A detailed depiction of each investment in the portfolio by investment
strategy, including any additional liquidity terms and other restrictions,
as well as a breakdown of the portfolio into the fair value measurement
levels, can be found in the tables within the Schedule of Portfolio
Investments.
Net asset value of the Fund is determined by or at the direction of the
Adviser as of the close of business at the end of any fiscal period in
accordance with the valuation principles set forth below or as may be
determined from time to time pursuant to policies established by the
Directors. The Fund's investments in Investment Funds are subject to the
terms and conditions of the respective operating agreements and offering
memorandums, as appropriate. The Fund's investments in Investment Funds are
carried at fair value. All valuations utilize financial information
supplied by each Investment Fund and are net of management and performance
incentive fees or allocations payable to the Investment Funds' managers or
pursuant to the Investment Funds' agreements. The Fund's valuation
procedures require the Adviser to consider all relevant information
available at the time the Fund values its portfolio. The Adviser has
assessed factors including, but not limited to the individual Investment
Funds' compliance with fair value measurements, price transparency and
valuation procedures in place, and subscription and redemption activity.
The Adviser and/or the Directors will consider such information and
consider whether it is appropriate, in light of all relevant circumstances,
to value such a position at its net asset value as reported or whether to
adjust such value. The underlying investments of each Investment Fund are
accounted for at fair value as described in each Investment Fund's
financial statements. (See Schedule of Portfolio Investments).
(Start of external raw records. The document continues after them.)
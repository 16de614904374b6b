//! @ai:module:intent Configuration structs for check-run publishing
//! @ai:module:layer infrastructure
//! @ai:module:public_api CheckrunConfig, ApiConfig, ReportConfig
//! @ai:module:stateless true

use serde::{Deserialize, Serialize};
use std::path::Path;

/// @ai:intent Main configuration loaded from `checkrun.toml`
/// @ai:effects pure
#[derive(Debug, Clone, Default, Serialize, Deserialize)]
pub struct CheckrunConfig {
    #[serde(default)]
    pub api: ApiConfig,
    #[serde(default)]
    pub report: ReportConfig,
}

/// @ai:intent Remote API configuration
/// @ai:effects pure
#[derive(Debug, Clone, Serialize, Deserialize)]
pub struct ApiConfig {
    #[serde(default = "default_base_url")]
    pub base_url: String,
    #[serde(default = "default_user_agent")]
    pub user_agent: String,
    #[serde(default = "default_timeout_secs")]
    pub timeout_secs: u64,
    #[serde(default = "default_api_version")]
    pub api_version: String,
}

/// @ai:intent Naming of the published check run
/// @ai:effects pure
#[derive(Debug, Clone, Serialize, Deserialize)]
pub struct ReportConfig {
    #[serde(default = "default_tool_name")]
    pub tool_name: String,
    #[serde(default, skip_serializing_if = "Option::is_none")]
    pub title: Option<String>,
}

impl Default for ApiConfig {
    fn default() -> Self {
        Self {
            base_url: default_base_url(),
            user_agent: default_user_agent(),
            timeout_secs: default_timeout_secs(),
            api_version: default_api_version(),
        }
    }
}

impl Default for ReportConfig {
    fn default() -> Self {
        Self {
            tool_name: default_tool_name(),
            title: None,
        }
    }
}

fn default_base_url() -> String {
    "https://api.github.com".to_string()
}

fn default_user_agent() -> String {
    "checkrun".to_string()
}

fn default_timeout_secs() -> u64 {
    30
}

fn default_api_version() -> String {
    "2022-11-28".to_string()
}

fn default_tool_name() -> String {
    "checkrun".to_string()
}

impl ReportConfig {
    /// @ai:intent Title for a given tool, falling back to `{tool} results`
    /// @ai:effects pure
    pub fn title_for(&self, tool_name: &str) -> String {
        self.title
            .clone()
            .unwrap_or_else(|| format!("{} results", tool_name))
    }
}

impl CheckrunConfig {
    /// @ai:intent Load configuration from a TOML file
    /// @ai:pre path exists and is readable
    /// @ai:effects fs:read
    pub fn load(path: &Path) -> anyhow::Result<Self> {
        let content = std::fs::read_to_string(path)?;
        let config: Self = toml::from_str(&content)?;
        Ok(config)
    }

    /// @ai:intent Load from a file when it exists, otherwise use defaults
    /// @ai:effects fs:read
    pub fn load_or_default(path: &Path) -> anyhow::Result<Self> {
        if path.exists() {
            Self::load(path)
        } else {
            tracing::debug!("No config at {}, using defaults", path.display());
            Ok(Self::default())
        }
    }

    /// @ai:intent Save configuration to a TOML file
    /// @ai:effects fs:write
    pub fn save(&self, path: &Path) -> anyhow::Result<()> {
        let content = toml::to_string_pretty(self)?;
        std::fs::write(path, content)?;
        Ok(())
    }
}

#[cfg(test)]
mod tests {
    use super::*;
    use tempfile::TempDir;

    #[test]
    fn test_partial_config_fills_defaults() {
        let config: CheckrunConfig = toml::from_str(
            r#"
            [report]
            tool_name = "Markdown lint"
            "#,
        )
        .unwrap();

        assert_eq!(config.report.tool_name, "Markdown lint");
        assert_eq!(config.api.base_url, "https://api.github.com");
        assert_eq!(config.api.timeout_secs, 30);
    }

    #[test]
    fn test_title_fallback() {
        let report = ReportConfig::default();
        assert_eq!(report.title_for("Lint"), "Lint results");

        let report = ReportConfig {
            title: Some("Docs checks".to_string()),
            ..Default::default()
        };
        assert_eq!(report.title_for("Lint"), "Docs checks");
    }

    #[test]
    fn test_save_and_load() {
        let dir = TempDir::new().unwrap();
        let path = dir.path().join("checkrun.toml");

        let mut config = CheckrunConfig::default();
        config.api.user_agent = "docs-ci".to_string();
        config.save(&path).unwrap();

        let loaded = CheckrunConfig::load(&path).unwrap();
        assert_eq!(loaded.api.user_agent, "docs-ci");
    }

    #[test]
    fn test_load_or_default_without_file() {
        let dir = TempDir::new().unwrap();
        let config = CheckrunConfig::load_or_default(&dir.path().join("missing.toml")).unwrap();
        assert_eq!(config.report.tool_name, "checkrun");
    }
}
The fair value relating to certain underlying investments of these
Investment Funds, for which there is no ready market, has been estimated by
the respective Investment Funds' management and is based upon available
information in the absence of readily ascertainable fair values and does
not necessarily represent amounts that might ultimately be realized. Due to
the inherent uncertainty of valuation, those estimated fair values may
differ significantly from the values that would have been used had a ready
market for the investments existed. These differences could be material.
9
UBS EQUITY OPPORTUNITY FUND, L.L.C. (LIQUIDATION BASIS)
NOTES TO FINANCIAL STATEMENTS (CONTINUED)
(UNAUDITED)
JUNE 30, 2011
4. SIGNIFICANT ACCOUNTING POLICIES (CONTINUED)
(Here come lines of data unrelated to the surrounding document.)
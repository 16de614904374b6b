//! @ai:module:intent Publish aggregated CI diagnostics as a GitHub check run
//! @ai:module:layer application
//! @ai:module:public_api client, config, output, publish

pub mod client;
pub mod config;
pub mod output;
pub mod publish;

pub use checkrun_core;
pub use client::{ApiError, CheckRunClient, Credentials, GitHubClient, MockCheckRunClient};
pub use config::CheckrunConfig;
pub use output::{format_summary, write_summary, OutputFormat};
pub use publish::{build_request, CheckRunPublisher, PublishOutcome};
a. PORTFOLIO VALUATION (CONTINUED)
It is unknown on an aggregate basis whether the Investment Funds held any
investments whereby the Fund's proportionate share exceeded 5% of the
Fund's net assets at June 30, 2011.
The fair value of the Fund's assets and liabilities which qualify as
financial instruments approximates the carrying amounts presented in the
Statement of Assets, Liabilities and Members' Capital.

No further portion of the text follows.